Broei’s kitchen is all about vegetables, lots of vegetables. Every month, we conjure up 8 dishes and 2 desserts, the majority of which is vegan, and we sure put our heart and soul into them. We get inspiration from all the kitchens in the world, while we’re on vacation or philosophising about food… There’s little we can’t do, and we make it all ourselves. Broei gets most of its vegetables from De Lindenhoff in Baambrugge. We also receive all sorts of fresh vegetables from De Groentenakker in Odijk and from enthusiastic home-growers who provide us with vegetables from their vegetable gardens. We use them to make the dishes from our Chefs Choice. These are 7 courses, including 1 dessert, selected by the cooks, on the very same night you order them. These courses can change daily, and depend on the offering from our vegetable suppliers.
We make all our bread ourselves; sourdough with flour from the Commandeursmolen in Limburg, which mills local grains with traditional millstones.
The only thing we add is a bit of water and a pinch of salt.
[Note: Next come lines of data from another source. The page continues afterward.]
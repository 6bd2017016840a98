//! Usage accounting types.

use serde::{Deserialize, Serialize};

use super::{ProviderId, TokenUsage};

// ============================================================================
// Usage Event
// ============================================================================

/// One recorded request outcome. Immutable, append-only.
#[derive(Debug, Clone, Serialize, Deserialize)]
pub struct UsageEvent {
    /// Provider that served (or failed) the request.
    pub provider: ProviderId,
    /// Model the request targeted.
    pub model_id: String,
    /// Tokens in the request, when known.
    pub request_tokens: Option<u32>,
    /// Tokens in the response, when known.
    pub response_tokens: Option<u32>,
    /// Wall-clock elapsed time in milliseconds.
    pub response_time_ms: Option<u64>,
    /// Whether the request succeeded.
    pub success: bool,
    /// Error message for failed requests.
    pub error_message: Option<String>,
}

impl UsageEvent {
    /// Builds a success event from a response's token usage.
    pub fn success(
        provider: ProviderId,
        model_id: impl Into<String>,
        usage: Option<TokenUsage>,
        response_time_ms: u64,
    ) -> Self {
        Self {
            provider,
            model_id: model_id.into(),
            request_tokens: usage.map(|u| u.prompt_tokens),
            response_tokens: usage.map(|u| u.completion_tokens),
            response_time_ms: Some(response_time_ms),
            success: true,
            error_message: None,
        }
    }

    /// Builds a failure event.
    pub fn failure(
        provider: ProviderId,
        model_id: impl Into<String>,
        error_message: impl Into<String>,
        response_time_ms: u64,
    ) -> Self {
        Self {
            provider,
            model_id: model_id.into(),
            request_tokens: None,
            response_tokens: None,
            response_time_ms: Some(response_time_ms),
            success: false,
            error_message: Some(error_message.into()),
        }
    }

    /// Total tokens when both sides are known.
    pub fn total_tokens(&self) -> Option<u32> {
        match (self.request_tokens, self.response_tokens) {
            (Some(req), Some(resp)) => Some(req + resp),
            _ => None,
        }
    }
}

// ============================================================================
// Aggregate Views
// ============================================================================

/// All-time summary across every recorded event.
#[derive(Debug, Clone, Default, Serialize, Deserialize)]
pub struct UsageSummary {
    /// Total requests recorded.
    pub total_requests: u64,
    /// Requests that succeeded.
    pub successful_requests: u64,
    /// Success percentage (0-100).
    pub success_rate: f64,
    /// Total tokens across all events.
    pub total_tokens: u64,
    /// Mean response time across events that carried one.
    pub avg_response_time_ms: f64,
    /// Requests in the trailing 24 hours.
    pub requests_24h: u64,
    /// Tokens in the trailing 24 hours.
    pub tokens_24h: u64,
    /// Distinct providers seen.
    pub unique_providers: u64,
    /// Distinct models seen.
    pub unique_models: u64,
}

/// Aggregate usage for one provider over a query window.
///
/// Provider names are plain strings on the way out of storage so that rows
/// for since-removed providers still deserialize.
#[derive(Debug, Clone, Serialize, Deserialize)]
pub struct ProviderUsage {
    /// Provider wire name.
    pub provider: String,
    /// Requests in the window.
    pub total_requests: u64,
    /// Successful requests in the window.
    pub successful_requests: u64,
    /// Failed requests in the window.
    pub failed_requests: u64,
    /// Success percentage (0-100).
    pub success_rate: f64,
    /// Tokens in the window.
    pub total_tokens: u64,
    /// Mean response time in the window.
    pub avg_response_time_ms: f64,
}

/// Aggregate usage for one (provider, model) pair over a query window.
#[derive(Debug, Clone, Serialize, Deserialize)]
pub struct ModelUsage {
    /// Provider wire name.
    pub provider: String,
    /// Model id.
    pub model_id: String,
    /// Uses in the window.
    pub usage_count: u64,
    /// Tokens in the window.
    pub total_tokens: u64,
    /// Mean response time in the window.
    pub avg_response_time_ms: f64,
}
And oh yes, time. Lots of time. Our loaves leaven at least eighteen hours, to develop the best taste.
You will find all the pastries, which are prepared daily, on our signs.
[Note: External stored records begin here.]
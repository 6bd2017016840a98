//! OpenAI-compatible wire format.
//!
//! OpenAI, Cody.su, and OpenRouter all speak this dialect:
//!
//! ```text
//! GET  {base}/models
//! POST {base}/chat/completions
//! Authorization: Bearer <api_key>
//! ```
//!
//! The client here handles transport and error-body extraction; adapters
//! layer credential handling and catalog enrichment on top.

use reqwest::Client;
use serde::{Deserialize, Serialize};
use tracing::{debug, warn};

use switchyard_core::{ChatRequest, ChatResponse, GatewayError, ProviderId, TokenUsage};
use switchyard_store::KeyRotationManager;

use crate::error::AdapterError;

// ============================================================================
// Wire Types
// ============================================================================

/// Outgoing message in the OpenAI dialect.
#[derive(Debug, Clone, Serialize, Deserialize)]
pub struct WireMessage {
    /// Message role.
    pub role: String,
    /// Message text.
    pub content: String,
}

/// Chat completion request payload.
#[derive(Debug, Serialize)]
pub struct ChatPayload {
    /// Target model id.
    pub model: String,
    /// Conversation messages.
    pub messages: Vec<WireMessage>,
    /// Token cap, when requested.
    #[serde(skip_serializing_if = "Option::is_none")]
    pub max_tokens: Option<u32>,
    /// Sampling temperature, when requested.
    #[serde(skip_serializing_if = "Option::is_none")]
    pub temperature: Option<f32>,
    /// Streaming flag (always false through the gateway core).
    pub stream: bool,
}

impl ChatPayload {
    /// Builds a payload from the unified request.
    pub fn from_request(request: &ChatRequest) -> Self {
        Self {
            model: request.model.clone(),
            messages: request
                .messages
                .iter()
                .map(|m| WireMessage {
                    role: m.role.clone(),
                    content: m.content.clone(),
                })
                .collect(),
            max_tokens: request.max_tokens,
            temperature: request.temperature,
            stream: request.stream,
        }
    }
}

/// One choice in a chat completion reply.
#[derive(Debug, Deserialize)]
pub struct Choice {
    /// The generated message.
    pub message: WireMessage,
    /// Why generation stopped.
    #[serde(default)]
    pub finish_reason: Option<String>,
}

/// Token usage block in a reply.
#[derive(Debug, Clone, Copy, Deserialize)]
pub struct WireUsage {
    /// Tokens in the prompt.
    #[serde(default)]
    pub prompt_tokens: u32,
    /// Tokens in the completion.
    #[serde(default)]
    pub completion_tokens: u32,
    /// Prompt plus completion.
    #[serde(default)]
    pub total_tokens: u32,
}

/// Chat completion reply.
#[derive(Debug, Deserialize)]
pub struct ChatReply {
    /// Provider-assigned id.
    pub id: String,
    /// Model that answered.
    pub model: String,
    /// Generated choices; the gateway uses the first.
    pub choices: Vec<Choice>,
    /// Token usage, when reported.
    #[serde(default)]
    pub usage: Option<WireUsage>,
}

impl ChatReply {
    /// Converts the reply into the unified response shape.
    pub fn into_response(mut self) -> ChatResponse {
        let choice = if self.choices.is_empty() {
            None
        } else {
            Some(self.choices.remove(0))
        };
        ChatResponse {
            id: self.id,
            model: self.model,
            content: choice.as_ref().map(|c| c.message.content.clone()).unwrap_or_default(),
            usage: self.usage.map(|u| TokenUsage {
                prompt_tokens: u.prompt_tokens,
                completion_tokens: u.completion_tokens,
                total_tokens: u.total_tokens,
            }),
            finish_reason: choice.and_then(|c| c.finish_reason),
        }
    }
}

/// Model list reply.
#[derive(Debug, Deserialize)]
pub struct ModelsReply {
    /// Catalog entries.
    pub data: Vec<ModelEntry>,
}

/// One catalog entry; only the id is guaranteed across dialects.
#[derive(Debug, Deserialize)]
pub struct ModelEntry {
    /// Model identifier.
    pub id: String,
}

/// Error envelope in the OpenAI dialect.
#[derive(Debug, Deserialize)]
struct ErrorReply {
    error: ErrorBody,
}

#[derive(Debug, Deserialize)]
struct ErrorBody {
    #[serde(default)]
    message: String,
    #[serde(default)]
    code: Option<String>,
    #[serde(default, rename = "type")]
    kind: Option<String>,
}

/// Extracts a readable error message from a response body, keeping the
/// vendor's error code visible for rate-limit classification.
fn extract_error_message(body: &str) -> String {
    match serde_json::from_str::<ErrorReply>(body) {
        Ok(reply) => {
            let code = reply.error.code.or(reply.error.kind);
            match code {
                Some(code) => format!("{code}: {}", reply.error.message),
                None => reply.error.message,
            }
        }
        Err(_) => {
            let mut message = body.trim().to_string();
            message.truncate(200);
            message
        }
    }
}

// ============================================================================
// Client
// ============================================================================

/// HTTP client for one OpenAI-compatible endpoint.
#[derive(Debug, Clone)]
pub struct CompatClient {
    http: Client,
    base_url: String,
}

impl CompatClient {
    /// Creates a client for the given base URL (no trailing slash).
    pub fn new(http: Client, base_url: impl Into<String>) -> Self {
        Self {
            http,
            base_url: base_url.into().trim_end_matches('/').to_string(),
        }
    }

    /// Fetches the model catalog; returns raw model ids.
    pub async fn list_models(&self, api_key: &str) -> Result<Vec<String>, AdapterError> {
        let url = format!("{}/models", self.base_url);
        debug!(url = %url, "Fetching model catalog");

        let response = self.http.get(&url).bearer_auth(api_key).send().await?;
        let status = response.status();
        if !status.is_success() {
            let body = response.text().await.unwrap_or_default();
            return Err(AdapterError::Api {
                status: status.as_u16(),
                message: extract_error_message(&body),
            });
        }

        let reply: ModelsReply = response.json().await?;
        Ok(reply.data.into_iter().map(|m| m.id).collect())
    }

    /// Executes a chat completion.
    pub async fn chat(
        &self,
        api_key: &str,
        request: &ChatRequest,
    ) -> Result<ChatResponse, AdapterError> {
        let url = format!("{}/chat/completions", self.base_url);
        let payload = ChatPayload::from_request(request);
        debug!(url = %url, model = %payload.model, "Chat completion request");

        let response = self
            .http
            .post(&url)
            .bearer_auth(api_key)
            .json(&payload)
            .send()
            .await?;
        let status = response.status();
        if !status.is_success() {
            let body = response.text().await.unwrap_or_default();
            return Err(AdapterError::Api {
                status: status.as_u16(),
                message: extract_error_message(&body),
            });
        }

        let reply: ChatReply = response.json().await?;
        Ok(reply.into_response())
    }
}

// ============================================================================
// Credential-rotated Calls
// ============================================================================

/// Runs a chat completion through the key rotation manager: acquire a
/// credential, call, report the outcome with rate-limit classification, and
/// map into the gateway taxonomy.
///
/// Shared by every adapter speaking this dialect.
pub(crate) async fn rotated_chat(
    provider: ProviderId,
    client: &CompatClient,
    keys: &KeyRotationManager,
    request: &ChatRequest,
) -> Result<ChatResponse, GatewayError> {
    let Some(acquired) = keys.acquire(provider).await else {
        return Err(GatewayError::NoCredentialAvailable { provider });
    };

    match client.chat(&acquired.secret, request).await {
        Ok(response) => {
            keys.report_success(provider, &acquired.secret).await;
            Ok(response)
        }
        Err(err) => {
            let message = err.to_string();
            let rate_limited = crate::signatures::is_rate_limit(provider, err.status(), &message);
            keys.report_failure(provider, &acquired.secret, &message, rate_limited)
                .await;
            warn!(provider = %provider, key = %acquired.name, error = %message, "Chat completion failed");
            if rate_limited {
                Err(GatewayError::RateLimited { provider })
            } else {
                Err(GatewayError::Upstream { provider, message })
            }
        }
    }
}

/// Fetches the raw model id list with an acquired credential.
///
/// Catalog fetches are best-effort and do not feed credential health: a
/// missing key or transient failure yields `None` and a warning, never an
/// error to the caller.
pub(crate) async fn rotated_list(
    provider: ProviderId,
    client: &CompatClient,
    keys: &KeyRotationManager,
) -> Option<Vec<String>> {
    let Some(acquired) = keys.acquire(provider).await else {
        warn!(provider = %provider, "No credential available for catalog fetch");
        return None;
    };

    match client.list_models(&acquired.secret).await {
        Ok(ids) => Some(ids),
        Err(err) => {
            warn!(provider = %provider, error = %err, "Catalog fetch failed");
            None
        }
    }
}

// ============================================================================
// Tests
// ============================================================================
We try to cooperate with local and small-scale farmers, brewers, coffee roasters and growers as much as possible.
But we also head out, with Mother Nature as our teacher and supplier. To get dairy products and other things, we work together with De Lindenhoff. For vegetables, fruits and herbs, we join forces with De Lindenhoff and De Groentenakker. We get our coffee from the guys at KEEN.
We try to keep our drinks as much direct trade as we can, and purchase them locally or from small-scale entrepreneurs. But we even make some things ourselves, like the kombucha and ice tea.